═══ Record excerpts ═══

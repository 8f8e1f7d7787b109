use std::f32::consts::PI;

/*
| response  | passes            | rejects           | used for                     |
| --------- | ----------------- | ----------------- | ---------------------------- |
| low-pass  | below cutoff      | above cutoff      | drone tone, bus tail         |
| high-pass | above cutoff      | below cutoff      | DC block, static thinning    |
| band-pass | around cutoff     | everything else   | formants, rhythm bands       |
| notch     | everything else   | around cutoff     |                              |
| peaking   | all, ± gain at fc | nothing           | choir presence               |

Topology: Andrew Simper's trapezoidal state-variable filter. One pair of
integrator states yields every response above from the same update, and it
stays stable while the cutoff is swept every sample by an LFO.

    g = tan(π · fc / fs)        prewarped integrator gain
    k = 1 / Q                   damping

Band-pass is scaled by k so its peak gain stays at unity whatever the Q.
Peaking reuses the band-pass tap: out = x + k·(A² - 1)·band, with
A = 10^(gain_db / 40) and k = 1 / (Q·A).
*/

#[derive(Debug, Clone, Copy, PartialEq)]
pub enum FilterResponse {
    LowPass,
    HighPass,
    BandPass,
    Notch,
    Peaking { gain_db: f32 },
}

pub struct FilterOutputs {
    pub lowpass: f32,
    pub bandpass: f32,
    pub highpass: f32,
    pub notch: f32,
}

#[derive(Debug, Clone)]
pub struct SVFilter {
    ic1eq: f32, // First integrator's memory
    ic2eq: f32, // Second integrator's memory

    pub cutoff_hz: f32,
    pub q: f32,
    response: FilterResponse,
}

impl SVFilter {
    pub fn new(response: FilterResponse, cutoff_hz: f32, q: f32) -> Self {
        Self {
            ic1eq: 0.0,
            ic2eq: 0.0,
            cutoff_hz,
            q,
            response,
        }
    }

    pub fn lowpass(cutoff_hz: f32) -> Self {
        Self::new(FilterResponse::LowPass, cutoff_hz, 0.707)
    }

    pub fn highpass(cutoff_hz: f32) -> Self {
        Self::new(FilterResponse::HighPass, cutoff_hz, 0.707)
    }

    pub fn bandpass(cutoff_hz: f32, q: f32) -> Self {
        Self::new(FilterResponse::BandPass, cutoff_hz, q)
    }

    pub fn response(&self) -> FilterResponse {
        self.response
    }

    pub fn set_response(&mut self, response: FilterResponse) {
        self.response = response;
    }

    /// Prewarped integrator gain. The cutoff is kept just under Nyquist so
    /// a modulated sweep cannot blow up the tangent.
    #[inline]
    pub fn compute_g(cutoff_hz: f32, sample_rate: f32) -> f32 {
        let fc = cutoff_hz.clamp(5.0, sample_rate * 0.49);
        (PI * fc / sample_rate).tan()
    }

    #[inline]
    pub fn next_sample(&mut self, sample: f32, k: f32, g: f32) -> FilterOutputs {
        let h = 1.0 / (1.0 + g * (g + k));
        let v3 = sample - self.ic2eq;
        let v1 = h * (self.ic1eq + g * v3);
        let v2 = self.ic2eq + g * v1;

        self.ic1eq = 2.0 * v1 - self.ic1eq;
        self.ic2eq = 2.0 * v2 - self.ic2eq;

        FilterOutputs {
            lowpass: v2,
            bandpass: v1,
            highpass: sample - k * v1 - v2,
            notch: sample - k * v1,
        }
    }

    /// Filter one sample using the current cutoff and Q.
    #[inline]
    pub fn process(&mut self, sample: f32, sample_rate: f32) -> f32 {
        let g = Self::compute_g(self.cutoff_hz, sample_rate);
        let q = self.q.max(0.05);

        match self.response {
            FilterResponse::Peaking { gain_db } => {
                let a = 10.0_f32.powf(gain_db / 40.0);
                let k = 1.0 / (q * a);
                let out = self.next_sample(sample, k, g);
                sample + k * (a * a - 1.0) * out.bandpass
            }
            response => {
                let k = 1.0 / q;
                let out = self.next_sample(sample, k, g);
                match response {
                    FilterResponse::LowPass => out.lowpass,
                    FilterResponse::HighPass => out.highpass,
                    FilterResponse::BandPass => k * out.bandpass,
                    _ => out.notch,
                }
            }
        }
    }

    pub fn render(&mut self, buffer: &mut [f32], sample_rate: f32) {
        for sample in buffer.iter_mut() {
            *sample = self.process(*sample, sample_rate);
        }
    }

    pub fn reset(&mut self) {
        self.ic1eq = 0.0;
        self.ic2eq = 0.0;
    }

    pub fn set_cutoff(&mut self, cutoff: f32) {
        self.cutoff_hz = cutoff;
    }

    pub fn set_q(&mut self, q: f32) {
        self.q = q;
    }
}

═══

• **Assignment**
In the data above, retype exactly and only the lines between the one holding "ic1eq: f32, // First integrator's memory" and the one holding "Self::new(FilterResponse::HighPass, cutoff_hz, 0.707)", inclusive.

• **Exercise solution**
    ic1eq: f32, // First integrator's memory
    ic2eq: f32, // Second integrator's memory

    pub cutoff_hz: f32,
    pub q: f32,
    response: FilterResponse,
}

impl SVFilter {
    pub fn new(response: FilterResponse, cutoff_hz: f32, q: f32) -> Self {
        Self {
            ic1eq: 0.0,
            ic2eq: 0.0,
            cutoff_hz,
            q,
            response,
        }
    }

    pub fn lowpass(cutoff_hz: f32) -> Self {
        Self::new(FilterResponse::LowPass, cutoff_hz, 0.707)
    }

    pub fn highpass(cutoff_hz: f32) -> Self {
        Self::new(FilterResponse::HighPass, cutoff_hz, 0.707)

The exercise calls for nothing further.